Exactly as written, copy the lines that run from the start of the data below to the line containing "use std::fs::OpenOptions;", both ends included.

::::::

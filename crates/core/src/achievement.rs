use chrono::{DateTime, Utc};

use crate::progress::ProgressSnapshot;

/// A persisted achievement row, read as unlock history for the progress view.
/// Dashboard badges are derived client-side and never written back here.
#[derive(Debug, Clone, PartialEq)]
pub struct Achievement {
    pub id: String,
    pub user_id: String,
    pub title: String,
    pub description: String,
    pub date: DateTime<Utc>,
    pub unlocked: bool,
}

/// A client-derived badge shown on the progress tracker.
#[derive(Debug, Clone, PartialEq, Eq)]
pub struct AchievementBadge {
    pub title: &'static str,
    pub description: &'static str,
    pub unlocked: bool,
}

/// Evaluate the built-in badges from derived progress metrics. This derived
/// form is the single source of truth for the dashboard display.
pub fn builtin_badges(progress: &ProgressSnapshot) -> Vec<AchievementBadge> {
    vec![
        AchievementBadge {
            title: "Early Bird",
            description: "Complete 5 tasks before 9 AM",
            unlocked: progress.completed_today >= 5,
        },
        AchievementBadge {
            title: "Productivity Master",
            description: "Complete 50 tasks in a week",
            unlocked: progress.completed_this_week >= 50,
        },
    ]
}

#[cfg(test)]
mod tests {
    use super::*;

    #[test]
    fn badges_are_locked_below_the_thresholds() {
        let progress = ProgressSnapshot {
            completed_today: 4,
            completed_this_week: 49,
            ..ProgressSnapshot::default()
        };
        let badges = builtin_badges(&progress);
        assert!(badges.iter().all(|b| !b.unlocked));
    }

    #[test]
    fn badges_unlock_at_the_thresholds() {
        let progress = ProgressSnapshot {
            completed_today: 5,
            completed_this_week: 50,
            ..ProgressSnapshot::default()
        };
        let badges = builtin_badges(&progress);
        assert!(badges.iter().all(|b| b.unlocked));
        assert_eq!(badges[0].title, "Early Bird");
        assert_eq!(badges[1].title, "Productivity Master");
    }
}
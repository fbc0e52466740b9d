use std::fs::OpenOptions;
use std::path::{Path, PathBuf};
use std::sync::Mutex;

use anyhow::Result;
use clap::Parser;
use tracing_subscriber::EnvFilter;

#[derive(Parser)]
#[command(
    name = "taskdeck",
    about = "Terminal client for the taskdeck task manager",
    version
)]
struct Cli {
    /// Show the session debug tab.
    #[arg(long)]
    dev_panel: bool,

    /// Write logs to this file instead of ~/.config/taskdeck/taskdeck.log.
    #[arg(long)]
    log: Option<PathBuf>,
}

fn main() -> Result<()> {
    let cli = Cli::parse();
    init_logging(cli.log.as_deref());
    taskdeck_tui::run(taskdeck_tui::RunOptions {
        dev_panel: cli.dev_panel,
    })
}

/// Log to a file; stdout belongs to the terminal UI. Failing to open the log
/// file leaves logging off rather than breaking startup.
fn init_logging(path: Option<&Path>) {
    let path = match path {
        Some(p) => p.to_path_buf(),
        None => {
            let Ok(dir) = taskdeck_tui::config_dir() else {
                return;
            };
            let _ = std::fs::create_dir_all(&dir);
            dir.join("taskdeck.log")
        }
    };
    let Ok(file) = OpenOptions::new().create(true).append(true).open(path) else {
        return;
    };
    tracing_subscriber::fmt()
        .with_env_filter(
            EnvFilter::try_from_default_env().unwrap_or_else(|_| EnvFilter::new("info")),
        )
        .with_writer(Mutex::new(file))
        .with_ansi(false)
        .init();
}
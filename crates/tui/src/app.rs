use std::collections::VecDeque;
use std::path::PathBuf;
use std::time::{Duration, Instant, SystemTime};

use chrono::{Duration as ChronoDuration, NaiveDate, Utc};
use crossterm::event::KeyCode;

use taskdeck_api_client::{AuthChange, AuthEvents};
use taskdeck_core::{
    Achievement, AppConfig, Priority, Profile, ProfilePatch, SignupProfile, Suggestion, Task,
    TaskDraft, TaskFilter, TaskPatch, TaskSort, canned_suggestions, canned_transcripts,
    validate_email, validate_name, validate_password, validate_title,
};
use taskdeck_session::{GateDecision, RouteGate, SessionContext};

use crate::async_ops::{AsyncCommand, CommandResult};
use crate::board::TaskBoard;
use crate::config::{self, SettingField};

/// Where the user is (or is being sent). The dashboard route is protected;
/// the auth route remembers where the user was headed.
#[derive(Debug, Clone, PartialEq, Eq)]
pub enum Route {
    Dashboard,
    Auth { return_to: String },
}

/// Top-level tab navigation on the dashboard.
#[derive(Debug, Clone, Copy, PartialEq, Eq)]
pub enum Tab {
    Tasks,
    Assistant,
    Settings,
    Debug,
}

#[derive(Debug, Clone, Copy, PartialEq, Eq)]
pub enum FlashLevel {
    Success,
    Error,
    Info,
}

/// How long the simulated voice capture "listens" before producing a canned
/// transcript.
pub const VOICE_CAPTURE_DELAY: Duration = Duration::from_millis(1200);

/// Profile fields editable from the settings panel.
#[derive(Debug, Clone, Copy, PartialEq, Eq)]
pub enum ProfileField {
    Name,
    Phone,
    Location,
    Bio,
}

impl ProfileField {
    pub fn label(self) -> &'static str {
        match self {
            Self::Name => "Name",
            Self::Phone => "Phone",
            Self::Location => "Location",
            Self::Bio => "Bio",
        }
    }

    pub fn current(self, profile: &Profile) -> String {
        match self {
            Self::Name => profile.name.clone(),
            Self::Phone => profile.phone.clone().unwrap_or_default(),
            Self::Location => profile.location.clone().unwrap_or_default(),
            Self::Bio => profile.bio.clone().unwrap_or_default(),
        }
    }

    /// A patch carrying only this field.
    pub fn patch(self, value: String) -> ProfilePatch {
        let mut patch = ProfilePatch::default();
        match self {
            Self::Name => patch.name = Some(value),
            Self::Phone => patch.phone = Some(value),
            Self::Location => patch.location = Some(value),
            Self::Bio => patch.bio = Some(value),
        }
        patch
    }
}

// ── Auth form ───────────────────────────────────────────────────────────

#[derive(Debug, Clone, Copy, PartialEq, Eq)]
pub enum AuthMode {
    SignIn,
    SignUp,
}

#[derive(Debug, Clone, Copy, PartialEq, Eq)]
pub enum AuthField {
    Name,
    Email,
    Password,
    Phone,
    Location,
    Bio,
    Submit,
    ToggleMode,
    Forgot,
}
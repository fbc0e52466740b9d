//! Typed HTTP client for the taskdeck hosted backend.
//!
//! `BackendClient` speaks the backend's two surfaces (auth and table-style
//! REST) and publishes sequence-stamped auth-state changes. `DataStore` layers
//! the application's read/write policy on top: fail-soft reads, tagged-result
//! writes with retry, and a boolean delete.

mod client;
mod events;
mod retry;
mod state;
mod store;

pub use client::{BackendClient, ClientError};
pub use events::{AuthChange, AuthEvents};
pub use retry::{RetryConfig, with_retry};
pub use state::{StoredSession, clear_session, load_session, save_session};
pub use store::DataStore;
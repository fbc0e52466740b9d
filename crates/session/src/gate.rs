use std::time::{Duration, Instant};

use taskdeck_core::GateSettings;

use crate::context::SessionContext;

/// What a protected route should do right now.
#[derive(Debug, Clone, PartialEq, Eq)]
pub enum GateDecision {
    /// Session still resolving; show a placeholder.
    Loading,
    /// Send the user to sign-in, remembering where they were headed.
    Redirect { from: String },
    /// Session resolved to an identity; render the route.
    Render,
}

/// Gate for routes that require a signed-in user.
///
/// While the session is resolving, the gate waits up to a bounded timeout
/// before giving up and redirecting. The wait is bounded so a hung bootstrap
/// can never leave the user on a spinner forever.
#[derive(Debug)]
pub struct RouteGate {
    started: Instant,
    timeout: Duration,
}

impl RouteGate {
    pub fn new(settings: &GateSettings) -> Self {
        Self {
            started: Instant::now(),
            timeout: Duration::from_secs(settings.timeout_secs),
        }
    }

    /// Restart the bounded wait, e.g. when navigation re-enters a protected
    /// route.
    pub fn reset(&mut self) {
        self.started = Instant::now();
    }

    pub fn decide(&self, session: &SessionContext, requested: &str) -> GateDecision {
        decide_at(
            self.started.elapsed(),
            self.timeout,
            session.identity().is_some(),
            session.is_loading(),
            requested,
        )
    }
}

/// The gate rule, pure in its inputs. An identity always renders; a resolving
/// session gets the benefit of the doubt until `timeout`; everything else
/// redirects, carrying the requested route for the post-sign-in return.
pub fn decide_at(
    elapsed: Duration,
    timeout: Duration,
    authenticated: bool,
    loading: bool,
    requested: &str,
) -> GateDecision {
    if authenticated {
        GateDecision::Render
    } else if loading && elapsed < timeout {
        GateDecision::Loading
    } else {
        GateDecision::Redirect {
            from: requested.to_string(),
        }
    }
}

#[cfg(test)]
mod tests {
    use super::*;

    const TIMEOUT: Duration = Duration::from_secs(5);

    #[test]
    fn authenticated_sessions_render() {
        assert_eq!(
            decide_at(Duration::ZERO, TIMEOUT, true, false, "/"),
            GateDecision::Render
        );
        // An identity wins even while another operation is in flight.
        assert_eq!(
            decide_at(Duration::from_secs(9), TIMEOUT, true, true, "/"),
            GateDecision::Render
        );
    }

    #[test]
    fn resolving_sessions_wait_until_the_timeout() {
        assert_eq!(
            decide_at(Duration::from_secs(4), TIMEOUT, false, true, "/"),
            GateDecision::Loading
        );
        assert_eq!(
            decide_at(Duration::from_secs(5), TIMEOUT, false, true, "/"),
            GateDecision::Redirect {
                from: "/".to_string()
            }
        );
    }

    #[test]
    fn anonymous_sessions_redirect_immediately_with_the_return_path() {
        assert_eq!(
            decide_at(Duration::ZERO, TIMEOUT, false, false, "/"),
            GateDecision::Redirect {
                from: "/".to_string()
            }
        );
    }
}
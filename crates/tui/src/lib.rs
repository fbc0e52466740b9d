mod app;
mod async_ops;
mod board;
mod config;
mod theme;
mod ui;
mod views;

pub use config::config_dir;

use anyhow::Result;
use app::App;
use crossterm::{
    ExecutableCommand,
    event::{self, Event, KeyEventKind},
    terminal::{EnterAlternateScreen, LeaveAlternateScreen, disable_raw_mode, enable_raw_mode},
};
use ratatui::prelude::*;
use std::io::stdout;
use std::time::Duration;
use tokio::sync::broadcast;

use taskdeck_api_client::AuthChange;

#[derive(Debug, Clone, Copy, Default)]
pub struct RunOptions {
    pub dev_panel: bool,
}

/// Launch the TUI.
pub fn run(options: RunOptions) -> Result<()> {
    let config_dir = config::config_dir().ok();
    let mut app_config = config::load_config();
    if options.dev_panel {
        app_config.dev_panel = true;
    }
    let mut app = App::new(app_config, config_dir);

    enable_raw_mode()?;
    stdout().execute(EnterAlternateScreen)?;
    let backend = CrosstermBackend::new(stdout());
    let mut terminal = Terminal::new(backend)?;

    let result = event_loop(&mut terminal, &mut app);

    disable_raw_mode()?;
    stdout().execute(LeaveAlternateScreen)?;
    result
}

/// Pull every report the broadcast channel holds right now. A lagged receiver
/// skips ahead; the sequence numbers make the missed reports safe to drop.
fn drain_auth_changes(app: &mut App, rx: &mut broadcast::Receiver<AuthChange>) {
    loop {
        match rx.try_recv() {
            Ok(change) => app.on_auth_change(change),
            Err(broadcast::error::TryRecvError::Lagged(_)) => continue,
            Err(_) => break,
        }
    }
}

fn event_loop(
    terminal: &mut Terminal<CrosstermBackend<std::io::Stdout>>,
    app: &mut App,
) -> Result<()> {
    let rt = tokio::runtime::Runtime::new()?;

    // Subscribe before the bootstrap command can publish anything.
    let mut auth_rx = app.events.subscribe();
    app.maybe_bootstrap();

    loop {
        drain_auth_changes(app, &mut auth_rx);

        // Run queued backend work. Applying a result first means a sign-in
        // lands its token before the fetches that need it are popped.
        while let Some(cmd) = app.pending_commands.pop_front() {
            let result = rt.block_on(async_ops::execute(
                cmd,
                &app.config,
                app.config_dir.as_deref(),
                app.access_token.as_deref(),
                &app.events,
            ));
            app.apply_command_result(result);
            drain_auth_changes(app, &mut auth_rx);
        }

        app.tick_route();
        app.tick_voice();
        app.expire_flash();

        terminal.draw(|frame| ui::render(frame, app))?;

        if event::poll(Duration::from_millis(100))? {
            if let Event::Key(key) = event::read()? {
                if key.kind != KeyEventKind::Press {
                    continue;
                }
                if app.handle_key(key.code) {
                    break;
                }
            }
        }
    }
    Ok(())
}

#[cfg(test)]
mod tests {
    use super::app::{App, Route};
    use taskdeck_api::Identity;
    use taskdeck_api_client::AuthChange;
    use taskdeck_core::AppConfig;

    #[test]
    fn anonymous_visitor_is_bounced_to_sign_in_then_returned() {
        let mut app = App::new(AppConfig::default(), None);
        app.on_auth_change(AuthChange {
            seq: 1,
            identity: None,
        });
        app.tick_route();
        assert_eq!(
            app.route,
            Route::Auth {
                return_to: "/".to_string()
            }
        );

        app.on_auth_change(AuthChange {
            seq: 2,
            identity: Some(Identity {
                id: "u-1".to_string(),
                email: "u@example.com".to_string(),
            }),
        });
        assert_eq!(app.route, Route::Dashboard);
    }

    #[test]
    fn unresolved_session_keeps_the_dashboard_route() {
        let mut app = App::new(AppConfig::default(), None);
        app.tick_route();
        assert_eq!(app.route, Route::Dashboard);
    }
}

::::::

## Expected answer
filename crates/core/src/achievement.rs
use chrono::{DateTime, Utc};

use crate::progress::ProgressSnapshot;

/// A persisted achievement row, read as unlock history for the progress view.
/// Dashboard badges are derived client-side and never written back here.
#[derive(Debug, Clone, PartialEq)]
pub struct Achievement {
    pub id: String,
    pub user_id: String,
    pub title: String,
    pub description: String,
    pub date: DateTime<Utc>,
    pub unlocked: bool,
}

/// A client-derived badge shown on the progress tracker.
#[derive(Debug, Clone, PartialEq, Eq)]
pub struct AchievementBadge {
    pub title: &'static str,
    pub description: &'static str,
    pub unlocked: bool,
}

/// Evaluate the built-in badges from derived progress metrics. This derived
/// form is the single source of truth for the dashboard display.
pub fn builtin_badges(progress: &ProgressSnapshot) -> Vec<AchievementBadge> {
    vec![
        AchievementBadge {
            title: "Early Bird",
            description: "Complete 5 tasks before 9 AM",
            unlocked: progress.completed_today >= 5,
        },
        AchievementBadge {
            title: "Productivity Master",
            description: "Complete 50 tasks in a week",
            unlocked: progress.completed_this_week >= 50,
        },
    ]
}

#[cfg(test)]
mod tests {
    use super::*;

    #[test]
    fn badges_are_locked_below_the_thresholds() {
        let progress = ProgressSnapshot {
            completed_today: 4,
            completed_this_week: 49,
            ..ProgressSnapshot::default()
        };
        let badges = builtin_badges(&progress);
        assert!(badges.iter().all(|b| !b.unlocked));
    }

    #[test]
    fn badges_unlock_at_the_thresholds() {
        let progress = ProgressSnapshot {
            completed_today: 5,
            completed_this_week: 50,
            ..ProgressSnapshot::default()
        };
        let badges = builtin_badges(&progress);
        assert!(badges.iter().all(|b| b.unlocked));
        assert_eq!(badges[0].title, "Early Bird");
        assert_eq!(badges[1].title, "Productivity Master");
    }
}
repository fbc0e52466740b9d
use std::fs::OpenOptions;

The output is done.